• YOUR INSTRUCTIONS: Give every line of the listing word for word, beginning at the first and including the line with "without holding the" as the last.

------------

// =============================================================================
// LPManager — adapter registry and quote aggregation
// =============================================================================
//
// Adapters push quotes onto one merged channel (buffer 1000); an aggregation
// task applies the priority selection and forwards survivors to the hub as
// canonical ticks.
//
// Selection per symbol: forward a quote only when no higher-priority,
// currently-connected adapter has published that symbol within the
// staleness window. Ties break by registration order.
//
// `enable` never performs the connect itself: it flips the registry bit and
// enqueues a start command; a worker loop connects without holding the
// registry lock.
// =============================================================================

use std::collections::HashMap;
use std::path::Path;
use std::sync::atomic::{AtomicU64, Ordering};
use std::sync::Arc;

use anyhow::{Context, Result};
use parking_lot::{Mutex, RwLock};
use serde::{Deserialize, Serialize};
use tokio::sync::{mpsc, watch};
use tracing::{debug, info, warn};

use crate::clock::Clock;
use crate::error::{CoreError, CoreResult};
use crate::hub::HubHandle;
use crate::lp::adapter::LpAdapter;
use crate::market_data::Quote;

/// Merge channel capacity.
const MERGE_CAPACITY: usize = 1000;

struct LpEntry {
    adapter: Arc<dyn LpAdapter>,
    priority: i32,
    enabled: bool,
    /// Registration order, the tie-breaker between equal priorities.
    order: usize,
}

enum LpCommand {
    Start(String),
    Stop(String),
}

/// Serialisable registry state for the config file.
#[derive(Debug, Clone, Serialize, Deserialize)]
pub struct LpConfigEntry {
    pub lp_id: String,
    pub priority: i32,
    pub enabled: bool,
}

#[derive(Debug, Clone, Default, Serialize, Deserialize)]
pub struct LpConfigFile {
    pub entries: Vec<LpConfigEntry>,
}

/// Dashboard/status view of one adapter.
#[derive(Debug, Clone, Serialize)]
pub struct LpStatus {
    pub lp_id: String,
    pub priority: i32,
    pub enabled: bool,
    pub connected: bool,
}

pub struct LpManager {
    entries: RwLock<HashMap<String, LpEntry>>,
    registration_counter: Mutex<usize>,
    quote_tx: mpsc::Sender<Quote>,
    quote_rx: Mutex<Option<mpsc::Receiver<Quote>>>,
    commands_tx: mpsc::UnboundedSender<LpCommand>,
    commands_rx: Mutex<Option<mpsc::UnboundedReceiver<LpCommand>>>,
    /// Receipt time of the last quote per (lp, symbol).
    last_seen: RwLock<HashMap<(String, String), i64>>,
    symbols: RwLock<Vec<String>>,
    staleness_ms: i64,
    clock: Arc<Clock>,
    hub: HubHandle,
    pub forwarded: AtomicU64,
    pub shadowed: AtomicU64,
}

impl LpManager {
    pub fn new(hub: HubHandle, clock: Arc<Clock>, staleness_ms: i64) -> Self {
        let (quote_tx, quote_rx) = mpsc::channel(MERGE_CAPACITY);
        let (commands_tx, commands_rx) = mpsc::unbounded_channel();
        Self {
            entries: RwLock::new(HashMap::new()),
            registration_counter: Mutex::new(0),
            quote_tx,
            quote_rx: Mutex::new(Some(quote_rx)),
            commands_tx,
            commands_rx: Mutex::new(Some(commands_rx)),
            last_seen: RwLock::new(HashMap::new()),
            symbols: RwLock::new(Vec::new()),
            staleness_ms,
            clock,
            hub,
            forwarded: AtomicU64::new(0),
            shadowed: AtomicU64::new(0),
        }
    }

    /// Sender adapters use to reach the merge channel.
    pub fn quote_sender(&self) -> mpsc::Sender<Quote> {
        self.quote_tx.clone()
    }

    // -------------------------------------------------------------------------
    // Registry
    // -------------------------------------------------------------------------

    pub fn register(
        &self,
        adapter: Arc<dyn LpAdapter>,
        priority: i32,
        initial_enabled: bool,
    ) -> CoreResult<()> {
        let lp_id = adapter.lp_id().to_string();
        let mut entries = self.entries.write();
        if entries.contains_key(&lp_id) {
            return Err(CoreError::Conflict(format!("lp {lp_id} already registered")));
        }
        let order = {
            let mut counter = self.registration_counter.lock();
            *counter += 1;
            *counter
        };
        info!(lp = %lp_id, priority, enabled = initial_enabled, "lp registered");
        entries.insert(
            lp_id.clone(),
            LpEntry {
                adapter,
                priority,
                enabled: initial_enabled,
                order,
            },
        );
        drop(entries);

        if initial_enabled {
            let _ = self.commands_tx.send(LpCommand::Start(lp_id));
        }
        Ok(())
    }

    /// Flip the bit under a brief lock and enqueue the connect; the worker
    /// performs it without the registry lock held.
    pub fn enable(&self, lp_id: &str) -> CoreResult<()> {
        {
            let mut entries = self.entries.write();
            let entry = entries.get_mut(lp_id).ok_or(CoreError::NotFound {
                entity: "lp",
                id: lp_id.to_string(),
            })?;
            if entry.enabled {
                return Ok(());
            }
            entry.enabled = true;
        }
        let _ = self.commands_tx.send(LpCommand::Start(lp_id.to_string()));
        Ok(())
    }

    pub fn disable(&self, lp_id: &str) -> CoreResult<()> {
        {
            let mut entries = self.entries.write();
            let entry = entries.get_mut(lp_id).ok_or(CoreError::NotFound {
                entity: "lp",
                id: lp_id.to_string(),
            })?;
            if !entry.enabled {
                return Ok(());
            }
            entry.enabled = false;
        }
        let _ = self.commands_tx.send(LpCommand::Stop(lp_id.to_string()));
        Ok(())
    }

    pub fn status(&self) -> Vec<LpStatus> {
        let entries = self.entries.read();
        let mut out: Vec<LpStatus> = entries
            .iter()
            .map(|(id, e)| LpStatus {
                lp_id: id.clone(),
                priority: e.priority,
                enabled: e.enabled,
                connected: e.adapter.is_connected(),
            })
            .collect();
        out.sort_by(|a, b| a.priority.cmp(&b.priority).then(a.lp_id.cmp(&b.lp_id)));
        out
    }

    // -------------------------------------------------------------------------
    // Config persistence
    // -------------------------------------------------------------------------

    pub fn save_config(&self, path: impl AsRef<Path>) -> Result<()> {
        let entries = self.entries.read();
        let mut file = LpConfigFile::default();
        for (id, e) in entries.iter() {
            file.entries.push(LpConfigEntry {
                lp_id: id.clone(),
                priority: e.priority,
                enabled: e.enabled,
            });
        }
        file.entries.sort_by(|a, b| a.lp_id.cmp(&b.lp_id));
        drop(entries);

        let path = path.as_ref();
        let body = serde_json::to_string_pretty(&file).context("failed to serialise lp config")?;
        let tmp = path.with_extension("json.tmp");
        std::fs::write(&tmp, body).with_context(|| format!("failed to write {}", tmp.display()))?;
        std::fs::rename(&tmp, path)
            .with_context(|| format!("failed to rename {}", tmp.display()))?;
        Ok(())
    }

    /// Apply persisted priorities/enabled bits to already-registered
    /// adapters. A load failure is reported; the caller keeps defaults.
    pub fn load_config(&self, path: impl AsRef<Path>) -> Result<()> {
        let path = path.as_ref();
        let content = std::fs::read_to_string(path)
            .with_context(|| format!("failed to read lp config from {}", path.display()))?;
        let file: LpConfigFile = serde_json::from_str(&content)
            .with_context(|| format!("failed to parse lp config from {}", path.display()))?;

        let mut entries = self.entries.write();
        for persisted in file.entries {
            if let Some(entry) = entries.get_mut(&persisted.lp_id) {
                entry.priority = persisted.priority;
                entry.enabled = persisted.enabled;
            }
        }
        info!(path = %path.display(), "lp config applied");
        Ok(())
    }

    // -------------------------------------------------------------------------
    // Selection
    // -------------------------------------------------------------------------

    /// Whether a quote survives priority selection at time `now`.
    pub(crate) fn should_forward(&self, quote: &Quote, now: i64) -> bool {
        let entries = self.entries.read();
        let Some(source) = entries.get(&quote.lp_id) else {
            return false;
        };
        if !source.enabled {
            return false;
        }

        let last_seen = self.last_seen.read();
        for (id, entry) in entries.iter() {
            if id == &quote.lp_id || !entry.enabled || !entry.adapter.is_connected() {
                continue;
            }
            let outranks = entry.priority < source.priority
                || (entry.priority == source.priority && entry.order < source.order);
            if !outranks {
                continue;
            }
            if let Some(&seen) = last_seen.get(&(id.clone(), quote.symbol.clone())) {
                if now - seen <= self.staleness_ms {
                    return false;
                }
            }
        }
        true
    }

    fn record_seen(&self, quote: &Quote, now: i64) {
        self.last_seen
            .write()
            .insert((quote.lp_id.clone(), quote.symbol.clone()), now);
    }

    // -------------------------------------------------------------------------
    // Tasks
    // -------------------------------------------------------------------------

    /// Spawn the command worker and the aggregation loop. `symbols` is the
    /// streaming universe handed to adapters as they start.
    pub fn start_aggregation(
        self: &Arc<Self>,
        symbols: Vec<String>,
        mut shutdown: watch::Receiver<bool>,
    ) {
        *self.symbols.write() = symbols;

        // Command worker: connects/stops adapters outside the registry lock.
        let manager = self.clone();
        let mut worker_shutdown = shutdown.clone();
        let mut commands_rx = self
            .commands_rx
            .lock()
            .take()
            .expect("start_aggregation called twice");
        tokio::spawn(async move {
            loop {
                tokio::select! {
                    maybe_command = commands_rx.recv() => {
                        let Some(command) = maybe_command else { break };
                        match command {
                            LpCommand::Start(lp_id) => manager.run_start(&lp_id).await,
                            LpCommand::Stop(lp_id) => manager.run_stop(&lp_id).await,
                        }
                    }
                    changed = worker_shutdown.changed() => {
                        if changed.is_err() || *worker_shutdown.borrow() {
                            break;
                        }
                    }
                }
            }
        });

        // Aggregation loop: merge channel -> selection -> hub.
        let manager = self.clone();
        let mut quote_rx = self
            .quote_rx
            .lock()
            .take()
            .expect("start_aggregation called twice");
        tokio::spawn(async move {
            loop {
                tokio::select! {
                    maybe_quote = quote_rx.recv() => {
                        let Some(quote) = maybe_quote else { break };
                        let now = manager.clock.now_ms();
                        let forward = manager.should_forward(&quote, now);
                        manager.record_seen(&quote, now);
                        if forward {
                            manager.forwarded.fetch_add(1, Ordering::Relaxed);
                            manager.hub.publish_tick(quote.into_tick());
                        } else {
                            manager.shadowed.fetch_add(1, Ordering::Relaxed);
                            debug!("quote shadowed by higher-priority lp");
                        }
                    }
                    changed = shutdown.changed() => {
                        if changed.is_err() || *shutdown.borrow() {
                            break;
                        }
                    }
                }
            }
            info!("lp aggregation stopped");
        });
    }

    async fn run_start(&self, lp_id: &str) {
        // Snapshot what we need; never await with the registry lock held.
        let (adapter, still_enabled) = {
            let entries = self.entries.read();
            match entries.get(lp_id) {
                Some(e) => (e.adapter.clone(), e.enabled),
                None => return,
            }
        };
        if !still_enabled {
            return;
        }
        let symbols = self.symbols.read().clone();

        if let Err(e) = adapter.connect().await {
            warn!(lp = %lp_id, error = %e, "lp connect failed");
            return;
        }
        if let Err(e) = adapter.start_streaming(&symbols).await {
            warn!(lp = %lp_id, error = %e, "lp streaming start failed");
        }
    }

    async fn run_stop(&self, lp_id: &str) {
        let adapter = {
            let entries = self.entries.read();
            match entries.get(lp_id) {
                Some(e) => e.adapter.clone(),
                None => return,
            }
        };
        let symbols = self.symbols.read().clone();
        let _ = adapter.stop_streaming(&symbols).await;
        adapter.disconnect().await;
    }

    /// Stop every adapter and close the registry. Used on shutdown.
    pub async fn shutdown(&self) {
        let adapters: Vec<Arc<dyn LpAdapter>> = {
            let entries = self.entries.read();
            entries.values().map(|e| e.adapter.clone()).collect()
        };
        for adapter in adapters {
            adapter.disconnect().await;
        }
        info!("lp manager shut down");
    }
}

------------

• ANSWER TO THE EXERCISE:
// =============================================================================
// LPManager — adapter registry and quote aggregation
// =============================================================================
//
// Adapters push quotes onto one merged channel (buffer 1000); an aggregation
// task applies the priority selection and forwards survivors to the hub as
// canonical ticks.
//
// Selection per symbol: forward a quote only when no higher-priority,
// currently-connected adapter has published that symbol within the
// staleness window. Ties break by registration order.
//
// `enable` never performs the connect itself: it flips the registry bit and
// enqueues a start command; a worker loop connects without holding the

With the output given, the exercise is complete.